Menos votos que con Ciudadanos en 2016

Lourdes Pérez
LOURDES PÉREZ

Pedro Sánchez se sometía hoy a la primera votación de su investidura, que exige mayoría absoluta, sabiéndola perdida de antemano. Pero ni el debate librado desde ayer ni el resultado que acaba de registrar el panel luminoso del Congreso resultan inocuos. El presidente en funciones se ha quedado en 124 apoyos -123 del PSOE y el solitario diputado de los regionalistas cántabros de Miguel Ángel Revilla-, seis menos que los que conquistó el entonces candidato en fallida investidura, aferrado al pacto con Ciudadanos, el 2 de marzo de 2016. Es decir, quien hoy lidera el Gobierno tras haber aunado voluntades ganando una vertiginosa moción de censura, quien hoy aspira a continuar en la Moncloa con la legitimidad que le otorga haber vencido en las generales del 28-A, no ha logrado ensanchar sus avales políticos después de haber intentado por primera vez hace tres años hacerse con el poder. Sánchez ha intentado hacer 'un Rajoy' –adormecer los tiempos confiado en que la inexistencia de una mayoría viable a la suya blinda su elección como algo irremediable- combinándolo con la temeridad del tacticismo, consumada en el veto personal y verbalizado a Pablo Iglesias. El balance en esta sobremesa del martes, segundo día de la investidura más surrealista que se recuerda, es que Sánchez está en tierra de nadie: ni contigo –Unidos Podemos, el PNV y el independentismo- ni sin ti –PP y Ciudadanos-. O mejor dicho, el candidato socialista regresa a su casilla de salida, al terreno hostil en el que ha labrado la épica de su ascenso político: vuelve a ser el líder ante la adversidad, el líder contra (casi) todos, el líder que ha cincelado su leyenda imponiéndose a Eduardo Madina, a Susana Díaz y sus barones, a Felipe González y los suyos, al Ibex y los 'poderes fácticos' según aseguró en una entrevista, a Mariano Rajoy y a la ultraderecha florecida con Vox.

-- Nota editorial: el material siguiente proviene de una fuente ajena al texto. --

//! Count-driven structural edits: grow or shrink floors, zones and surfaces.
//!
//! Every function takes the current tree by reference and returns the next
//! one. Entities are removed from the outer end only, and the links they took
//! part in are released before they go. The returned tree is sanitized.

use tracing::{debug, info};

use crate::adjacency::{clear_reverse_adjacency, sanitize};
use crate::config::ResizeLimits;
use crate::error::EditError;
use crate::model::{format_floor_number, Floor, IdGenerator, Surface, SurfaceType, Zone};

/// Which stack of floors a floor-count edit applies to.
#[derive(Debug, Clone, Copy, PartialEq, Eq)]
pub enum FloorSide {
    Above,
    Below,
}

impl FloorSide {
    const fn contains(self, floor_number: i32) -> bool {
        match self {
            Self::Above => floor_number > 0,
            Self::Below => floor_number < 0,
        }
    }

    /// Floor number of the `k`-th floor (1-based) counted away from the ground.
    fn number(self, k: usize) -> i32 {
        let k = i32::try_from(k).unwrap_or(i32::MAX);
        match self {
            Self::Above => k,
            Self::Below => -k,
        }
    }
}

/// `"3층"`, `"B2층"`.
#[must_use]
pub fn floor_name(floor_number: i32) -> String {
    format!("{}층", format_floor_number(floor_number))
}

#[must_use]
pub fn new_surface(surface_type: SurfaceType, k: usize, ids: &mut impl IdGenerator) -> Surface {
    Surface::new(ids.next_id(), format!("{} {k}", surface_type.label()), surface_type)
}

/// A zone with the default floor and ceiling surface pair.
#[must_use]
pub fn new_zone(k: usize, ids: &mut impl IdGenerator) -> Zone {
    let id = ids.next_id();
    Zone::new(id, format!("존 {k}")).with_surfaces(vec![
        new_surface(SurfaceType::Floor, 1, ids),
        new_surface(SurfaceType::Ceiling, 1, ids),
    ])
}

#[must_use]
pub fn new_floor(floor_number: i32, ids: &mut impl IdGenerator) -> Floor {
    let id = ids.next_id();
    Floor::new(id, floor_name(floor_number), floor_number).with_zones(vec![new_zone(1, ids)])
}

/// Sets how many floors lie on `side` of the ground.
///
/// Growing adds floors on the outer end (top of the above-ground stack,
/// bottom of the basement). Shrinking drops the outermost floors. Floor
/// numbers on that side are renumbered to stay contiguous, and a floor that
/// still carries the default name of its old number is renamed to match the
/// new one. The count is clamped to [`ResizeLimits::max_floors_per_side`]; the
/// result is ordered by descending floor number.
#[must_use]
pub fn set_floor_count(
    floors: &[Floor],
    side: FloorSide,
    count: i64,
    limits: &ResizeLimits,
    ids: &mut impl IdGenerator,
) -> Vec<Floor> {
    let count = limits.clamp_floors(count);

    let (mut stack, mut others): (Vec<Floor>, Vec<Floor>) = floors
        .iter()
        .cloned()
        .partition(|f| side.contains(f.floor_number));
    // Nearest the ground first.
    stack.sort_by_key(|f| f.floor_number.unsigned_abs());

    let current = stack.len();
    if count < current {
        let removed = stack.split_off(count);
        let removed_surfaces: Vec<Surface> = removed
            .iter()
            .flat_map(|f| f.zones.iter().flat_map(|z| z.surfaces.iter().cloned()))
            .collect();
        clear_reverse_adjacency(&removed_surfaces, &mut stack);
        clear_reverse_adjacency(&removed_surfaces, &mut others);
        debug!(removed = removed.len(), ?side, "dropped outermost floors");
    }

    for (k, floor) in stack.iter_mut().enumerate() {
        let number = side.number(k + 1);
        if floor.floor_name == floor_name(floor.floor_number) {
            floor.floor_name = floor_name(number);
        }
        floor.floor_number = number;
    }
    for k in current..count {
        stack.push(new_floor(side.number(k + 1), ids));
    }

    let mut next = others;
    next.append(&mut stack);
    next.sort_by(|a, b| b.floor_number.cmp(&a.floor_number));
    sanitize(&mut next);

    info!(?side, from = current, to = count, "resized floors");
    next
}

/// Sets the number of zones on one floor, adding `"존 {k}"` zones or dropping
/// the last ones. The count is clamped between
/// [`ResizeLimits::min_zones_per_floor`] and [`ResizeLimits::max_zones_per_floor`].
pub fn set_zone_count(
    floors: &[Floor],
    floor_id: &str,
    count: i64,
    limits: &ResizeLimits,
    ids: &mut impl IdGenerator,
) -> Result<Vec<Floor>, EditError> {
    let mut next = floors.to_vec();
    let Some(fi) = next.iter().position(|f| f.floor_id == floor_id) else {
        return Err(EditError::UnknownFloor {
            id: floor_id.to_string(),
        });
    };
    let count = limits.clamp_zones(count);
    let current = next[fi].zones.len();

    if count < current {
        let removed = next[fi].zones.split_off(count);
        let removed_surfaces: Vec<Surface> = removed
            .iter()
            .flat_map(|z| z.surfaces.iter().cloned())
            .collect();
        clear_reverse_adjacency(&removed_surfaces, &mut next);
    } else {
        for k in current..count {
            let zone = new_zone(k + 1, ids);
            next[fi].zones.push(zone);
        }
    }
    sanitize(&mut next);

    info!(floor_id, from = current, to = count, "resized zones");
    Ok(next)
}

/// Sets the number of surfaces of one type in a zone.
///
/// New surfaces are named `"{label} {k}"` continuing the existing count;
/// shrinking drops the last surfaces of that type. Surfaces stay ordered
/// floor, ceiling, wall.
pub fn set_surface_count(
    floors: &[Floor],
    zone_id: &str,
    surface_type: SurfaceType,
    count: i64,
    limits: &ResizeLimits,
    ids: &mut impl IdGenerator,
) -> Result<Vec<Floor>, EditError> {
    let mut next = floors.to_vec();
    let Some((fi, zi)) = next.iter().enumerate().find_map(|(fi, f)| {
        f.zones
            .iter()
            .position(|z| z.id == zone_id)
            .map(|zi| (fi, zi))
    }) else {
        return Err(EditError::UnknownZone {
            id: zone_id.to_string(),
        });
    };
    let count = limits.clamp_surfaces(surface_type, count);

    let zone = &mut next[fi].zones[zi];
    let (mut same, others): (Vec<Surface>, Vec<Surface>) = std::mem::take(&mut zone.surfaces)
        .into_iter()
        .partition(|s| s.surface_type == surface_type);
    let current = same.len();

    let removed = if count < current {
        same.split_off(count)
    } else {
        for k in current..count {
            same.push(new_surface(surface_type, k + 1, ids));
        }
        Vec::new()
    };

    zone.surfaces = others;
    zone.surfaces.append(&mut same);
    zone.surfaces.sort_by_key(|s| s.surface_type.sort_order());

    clear_reverse_adjacency(&removed, &mut next);
    sanitize(&mut next);

    info!(zone_id, ?surface_type, from = current, to = count, "resized surfaces");
    Ok(next)
}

Bien es cierto que el desenlace de esta investidura solo se podrá dar por concluido este jueves, Santiago Apóstol, con medio país sesteando y el otro medio suspirando por las vacaciones. Y que incluso si Sánchez naufraga de nuevo –el único aspirante que ha salido triunfante de una moción de censura en la democracia española puede ser también el primero en perder dos procesos de elección en las Cortes- , largo me lo fiáis con la amenaza de otras elecciones en noviembre, que quedaría un mundo (político) hasta entonces. Pero el hecho, a estas horas, es que Sánchez está solo consigo mismo porque no ha recabado el apoyo expreso de ninguno de los grupos que puede investirle –solo la buena voluntad de la abstención de Podemos y del PNV- y se ha granjeado el 'no' del secesionismo catalán, con esa ERC dispuesta a dar el sí siempre que medie un pacto entre los socialistas con Podemos; una mano tendida que se asemeja a una soga al cuello para un presidente que no quiere pender de las fuerzas rupturistas. Sánchez está solo consigo mismo y la impresión que ha dejado traslucir en estas dos jornadas, más allá de su expresión de contrariedad, es que está a gusto consigo mismo, haciendo funambulismo sobre la posibilidad de retornar a las urnas. Se avecinan las horas decisivas. Veremos si la cosa termina en ruptura con el interruptor preelectoral encendido o si asistimos a la formación del primer gobierno de coalición en la España democrática, el primero entre las izquierdas desde la Segunda República y el primero en el que los contrayentes comparten divorciados la Moncloa.